#### Instructions to follow:
Each entry in the listing below should be restated word for word.

#### Provided entries:
◇ ◇ ◇ ◇ ◇ ◇ ◇
// Copyright 2026 Muvon Un Limited
//
// Licensed under the Apache License, Version 2.0 (the "License");
// you may not use this file except in compliance with the License.
// You may obtain a copy of the License at
//
//     http://www.apache.org/licenses/LICENSE-2.0
//
// Unless required by applicable law or agreed to in writing, software
// distributed under the License is distributed on an "AS IS" BASIS,
// WITHOUT WARRANTIES OR CONDITIONS OF ANY KIND, either express or implied.
// See the License for the specific language governing permissions and
// limitations under the License.

use async_trait::async_trait;
use serde::Deserialize;
use serde_json::{json, Value};
use std::time::Duration;
use tracing::debug;

use crate::config::ModelConfig;
use crate::error::ModelError;
use crate::llm::types::{ChatMessage, FinishReason, ModelResponse};
use crate::tools::ToolSpec;

/// A chat completion service that may answer or request tool invocations
#[async_trait]
pub trait ModelClient: Send + Sync {
    async fn complete(
        &self,
        messages: &[ChatMessage],
        tools: &[ToolSpec],
    ) -> Result<ModelResponse, ModelError>;
}

#[derive(Debug, Deserialize)]
struct CompletionResponse {
    #[serde(default)]
    choices: Vec<CompletionChoice>,
}

#[derive(Debug, Deserialize)]
struct CompletionChoice {
    #[serde(default)]
    finish_reason: Option<String>,
    message: ChatMessage,
}

/// Client for OpenAI-compatible `/chat/completions` endpoints
pub struct OpenAiClient {
    model: String,
    base_url: String,
    api_key_env: String,
    client: reqwest::Client,
}

impl OpenAiClient {
    pub fn new(config: &ModelConfig) -> anyhow::Result<Self> {
        let client = reqwest::Client::builder()
            .timeout(Duration::from_secs(config.timeout_secs))
            .user_agent(concat!("Docent/", env!("CARGO_PKG_VERSION")))
            .build()?;

        Ok(Self {
            model: config.model.clone(),
            base_url: config.base_url.trim_end_matches('/').to_string(),
            api_key_env: config.api_key_env.clone(),
            client,
        })
    }

    /// Build the request body in the standard OpenAI format
    fn request_body(&self, messages: &[ChatMessage], tools: &[ToolSpec]) -> Value {
        let mut body = json!({
            "model": self.model,
            "messages": messages,
        });

        if !tools.is_empty() {
            let tool_defs: Vec<Value> = tools
                .iter()
                .map(|t| {
                    json!({
                        "type": "function",
                        "function": {
                            "name": t.name,
                            "description": t.description,
                            "parameters": t.parameters,
                        }
                    })
                })
                .collect();
            body["tools"] = Value::Array(tool_defs);
        }

        body
    }

    fn parse_response(body: &str) -> Result<ModelResponse, ModelError> {
        let parsed: CompletionResponse =
            serde_json::from_str(body).map_err(|e| ModelError::Decode(e.to_string()))?;

        let choice = parsed
            .choices
            .into_iter()
            .next()
            .ok_or(ModelError::EmptyResponse)?;

        let finish_reason = choice
            .finish_reason
            .as_deref()
            .map(FinishReason::from)
            .unwrap_or(FinishReason::Stop);

        Ok(ModelResponse {
            finish_reason,
            message: choice.message,
        })
    }
}

#[async_trait]
impl ModelClient for OpenAiClient {
    async fn complete(
        &self,
        messages: &[ChatMessage],
        tools: &[ToolSpec],
    ) -> Result<ModelResponse, ModelError> {
        // Key is read per call, never cached
        let api_key = std::env::var(&self.api_key_env)
            .ok()
            .filter(|k| !k.trim().is_empty())
            .ok_or_else(|| ModelError::ApiKeyMissing(self.api_key_env.clone()))?;

        let url = format!("{}/chat/completions", self.base_url);
        let body = self.request_body(messages, tools);

        debug!(
            model = %self.model,
            messages = messages.len(),
            tools = tools.len(),
            "Sending chat completion request"
        );

        let response = self
            .client
            .post(&url)
            .bearer_auth(api_key)
            .json(&body)
            .send()
            .await
            .map_err(|e| ModelError::Transport {
                url: url.clone(),
                message: e.to_string(),
            })?;

        let status = response.status();
        let text = response.text().await.map_err(|e| ModelError::Transport {
            url: url.clone(),
            message: e.to_string(),
        })?;

        if !status.is_success() {
            return Err(ModelError::Status {
                status: status.as_u16(),
                body: text,
            });
        }

        Self::parse_response(&text)
    }
}
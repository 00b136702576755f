// Copyright 2026 Muvon Un Limited
//
// Licensed under the Apache License, Version 2.0 (the "License");
// you may not use this file except in compliance with the License.
// You may obtain a copy of the License at
//
//     http://www.apache.org/licenses/LICENSE-2.0
//
// Unless required by applicable law or agreed to in writing, software
// distributed under the License is distributed on an "AS IS" BASIS,
// WITHOUT WARRANTIES OR CONDITIONS OF ANY KIND, either express or implied.
// See the License for the specific language governing permissions and
// limitations under the License.

use std::path::PathBuf;
use tracing::info;
use tracing_appender::rolling::{RollingFileAppender, Rotation};
use tracing_subscriber::{fmt, fmt::Layer, prelude::*, registry::Registry, EnvFilter};

fn env_filter(debug_mode: bool) -> EnvFilter {
    EnvFilter::try_from_default_env().unwrap_or_else(|_| {
        if debug_mode {
            EnvFilter::new("info,docent=debug")
        } else {
            EnvFilter::new("docent=info")
        }
    })
}

/// Log to stderr, for one-shot commands whose stdout is the result
pub fn init_console_logging(debug_mode: bool) {
    fmt()
        .with_env_filter(env_filter(debug_mode))
        .with_target(false)
        .with_writer(std::io::stderr)
        .init();
}

/// Log to daily-rotated JSON files, for the REPL and the HTTP server
/// Keeps the terminal free for the conversation itself.
pub fn init_file_logging(debug_mode: bool) -> Result<PathBuf, anyhow::Error> {
    let log_dir = crate::storage::get_log_dir()?;

    let file_appender = RollingFileAppender::new(Rotation::DAILY, &log_dir, "docent.log");

    let file_layer = Layer::new()
        .with_writer(file_appender)
        .with_ansi(false)
        .with_target(true)
        .with_file(true)
        .with_line_number(true)
        .with_thread_ids(true)
        .json();

    let registry = Registry::default()
        .with(file_layer)
        .with(env_filter(debug_mode));
    registry.init();

    info!(
        log_directory = %log_dir.display(),
        debug_mode = debug_mode,
        "Logging initialized"
    );

    Ok(log_dir)
}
◇ ◇ ◇ ◇ ◇ ◇ ◇
#### Result of the task:
// Copyright 2026 Muvon Un Limited
//
// Licensed under the Apache License, Version 2.0 (the "License");
// you may not use this file except in compliance with the License.
// You may obtain a copy of the License at
//
//     http://www.apache.org/licenses/LICENSE-2.0
//
// Unless required by applicable law or agreed to in writing, software
// distributed under the License is distributed on an "AS IS" BASIS,
// WITHOUT WARRANTIES OR CONDITIONS OF ANY KIND, either express or implied.
// See the License for the specific language governing permissions and
// limitations under the License.

use async_trait::async_trait;
use serde::Deserialize;
use serde_json::{json, Value};
use std::time::Duration;
use tracing::debug;

use crate::config::ModelConfig;
use crate::error::ModelError;
use crate::llm::types::{ChatMessage, FinishReason, ModelResponse};
use crate::tools::ToolSpec;

/// A chat completion service that may answer or request tool invocations
#[async_trait]
pub trait ModelClient: Send + Sync {
    async fn complete(
        &self,
        messages: &[ChatMessage],
        tools: &[ToolSpec],
    ) -> Result<ModelResponse, ModelError>;
}

#[derive(Debug, Deserialize)]
struct CompletionResponse {
    #[serde(default)]
    choices: Vec<CompletionChoice>,
}

#[derive(Debug, Deserialize)]
struct CompletionChoice {
    #[serde(default)]
    finish_reason: Option<String>,
    message: ChatMessage,
}

/// Client for OpenAI-compatible `/chat/completions` endpoints
pub struct OpenAiClient {
    model: String,
    base_url: String,
    api_key_env: String,
    client: reqwest::Client,
}

impl OpenAiClient {
    pub fn new(config: &ModelConfig) -> anyhow::Result<Self> {
        let client = reqwest::Client::builder()
            .timeout(Duration::from_secs(config.timeout_secs))
            .user_agent(concat!("Docent/", env!("CARGO_PKG_VERSION")))
            .build()?;

        Ok(Self {
            model: config.model.clone(),
            base_url: config.base_url.trim_end_matches('/').to_string(),
            api_key_env: config.api_key_env.clone(),
            client,
        })
    }

    /// Build the request body in the standard OpenAI format
    fn request_body(&self, messages: &[ChatMessage], tools: &[ToolSpec]) -> Value {
        let mut body = json!({
            "model": self.model,
            "messages": messages,
        });

        if !tools.is_empty() {
            let tool_defs: Vec<Value> = tools
                .iter()
                .map(|t| {
                    json!({
                        "type": "function",
                        "function": {
                            "name": t.name,
                            "description": t.description,
                            "parameters": t.parameters,
                        }
                    })
                })
                .collect();
            body["tools"] = Value::Array(tool_defs);
        }

        body
    }

    fn parse_response(body: &str) -> Result<ModelResponse, ModelError> {
        let parsed: CompletionResponse =
            serde_json::from_str(body).map_err(|e| ModelError::Decode(e.to_string()))?;

        let choice = parsed
            .choices
            .into_iter()
            .next()
            .ok_or(ModelError::EmptyResponse)?;

        let finish_reason = choice
            .finish_reason
            .as_deref()
            .map(FinishReason::from)
            .unwrap_or(FinishReason::Stop);

        Ok(ModelResponse {
            finish_reason,
            message: choice.message,
        })
    }
}

#[async_trait]
impl ModelClient for OpenAiClient {
    async fn complete(
        &self,
        messages: &[ChatMessage],
        tools: &[ToolSpec],
    ) -> Result<ModelResponse, ModelError> {
        // Key is read per call, never cached
        let api_key = std::env::var(&self.api_key_env)
            .ok()
            .filter(|k| !k.trim().is_empty())
            .ok_or_else(|| ModelError::ApiKeyMissing(self.api_key_env.clone()))?;

        let url = format!("{}/chat/completions", self.base_url);
        let body = self.request_body(messages, tools);

        debug!(
            model = %self.model,
            messages = messages.len(),
            tools = tools.len(),
            "Sending chat completion request"
        );

        let response = self
            .client
            .post(&url)
            .bearer_auth(api_key)
            .json(&body)
            .send()
            .await
            .map_err(|e| ModelError::Transport {
                url: url.clone(),
                message: e.to_string(),
            })?;

        let status = response.status();
        let text = response.text().await.map_err(|e| ModelError::Transport {
            url: url.clone(),
            message: e.to_string(),
        })?;

        if !status.is_success() {
            return Err(ModelError::Status {
                status: status.as_u16(),
                body: text,
            });
        }

        Self::parse_response(&text)
    }
}
repository 00b136702576755f
// Copyright 2026 Muvon Un Limited
//
// Licensed under the Apache License, Version 2.0 (the "License");
// you may not use this file except in compliance with the License.
// You may obtain a copy of the License at
//
//     http://www.apache.org/licenses/LICENSE-2.0
//
// Unless required by applicable law or agreed to in writing, software
// distributed under the License is distributed on an "AS IS" BASIS,
// WITHOUT WARRANTIES OR CONDITIONS OF ANY KIND, either express or implied.
// See the License for the specific language governing permissions and
// limitations under the License.

use std::path::PathBuf;
use tracing::info;
use tracing_appender::rolling::{RollingFileAppender, Rotation};
use tracing_subscriber::{fmt, fmt::Layer, prelude::*, registry::Registry, EnvFilter};

fn env_filter(debug_mode: bool) -> EnvFilter {
    EnvFilter::try_from_default_env().unwrap_or_else(|_| {
        if debug_mode {
            EnvFilter::new("info,docent=debug")
        } else {
            EnvFilter::new("docent=info")
        }
    })
}

/// Log to stderr, for one-shot commands whose stdout is the result
pub fn init_console_logging(debug_mode: bool) {
    fmt()
        .with_env_filter(env_filter(debug_mode))
        .with_target(false)
        .with_writer(std::io::stderr)
        .init();
}

/// Log to daily-rotated JSON files, for the REPL and the HTTP server
/// Keeps the terminal free for the conversation itself.
pub fn init_file_logging(debug_mode: bool) -> Result<PathBuf, anyhow::Error> {
    let log_dir = crate::storage::get_log_dir()?;

    let file_appender = RollingFileAppender::new(Rotation::DAILY, &log_dir, "docent.log");

    let file_layer = Layer::new()
        .with_writer(file_appender)
        .with_ansi(false)
        .with_target(true)
        .with_file(true)
        .with_line_number(true)
        .with_thread_ids(true)
        .json();

    let registry = Registry::default()
        .with(file_layer)
        .with(env_filter(debug_mode));
    registry.init();

    info!(
        log_directory = %log_dir.display(),
        debug_mode = debug_mode,
        "Logging initialized"
    );

    Ok(log_dir)
}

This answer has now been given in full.